[Stored data entries]
+---+

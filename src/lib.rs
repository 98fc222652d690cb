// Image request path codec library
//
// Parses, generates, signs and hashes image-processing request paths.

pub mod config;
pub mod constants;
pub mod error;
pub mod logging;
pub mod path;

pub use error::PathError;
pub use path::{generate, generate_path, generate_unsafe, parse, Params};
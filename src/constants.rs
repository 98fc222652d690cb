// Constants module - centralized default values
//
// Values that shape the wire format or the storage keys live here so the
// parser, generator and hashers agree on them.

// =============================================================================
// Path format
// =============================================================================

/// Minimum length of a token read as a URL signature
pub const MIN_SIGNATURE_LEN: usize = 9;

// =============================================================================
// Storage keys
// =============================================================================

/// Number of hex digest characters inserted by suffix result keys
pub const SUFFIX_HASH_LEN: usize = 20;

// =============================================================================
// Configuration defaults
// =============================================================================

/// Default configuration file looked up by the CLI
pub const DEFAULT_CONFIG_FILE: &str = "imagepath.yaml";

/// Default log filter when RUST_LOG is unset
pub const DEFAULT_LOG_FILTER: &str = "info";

+---+

Please quote every record above exactly as it appears.

§ Written response
filename src/lib.rs
repository 98fc222652d690cb
// Image request path codec library
//
// Parses, generates, signs and hashes image-processing request paths.

pub mod config;
pub mod constants;
pub mod error;
pub mod logging;
pub mod path;

pub use error::PathError;
pub use path::{generate, generate_path, generate_unsafe, parse, Params};
filename src/constants.rs
repository 98fc222652d690cb
// Constants module - centralized default values
//
// Values that shape the wire format or the storage keys live here so the
// parser, generator and hashers agree on them.

// =============================================================================
// Path format
// =============================================================================

/// Minimum length of a token read as a URL signature
pub const MIN_SIGNATURE_LEN: usize = 9;

// =============================================================================
// Storage keys
// =============================================================================

/// Number of hex digest characters inserted by suffix result keys
pub const SUFFIX_HASH_LEN: usize = 20;

// =============================================================================
// Configuration defaults
// =============================================================================

/// Default configuration file looked up by the CLI
pub const DEFAULT_CONFIG_FILE: &str = "imagepath.yaml";

/// Default log filter when RUST_LOG is unset
pub const DEFAULT_LOG_FILTER: &str = "info";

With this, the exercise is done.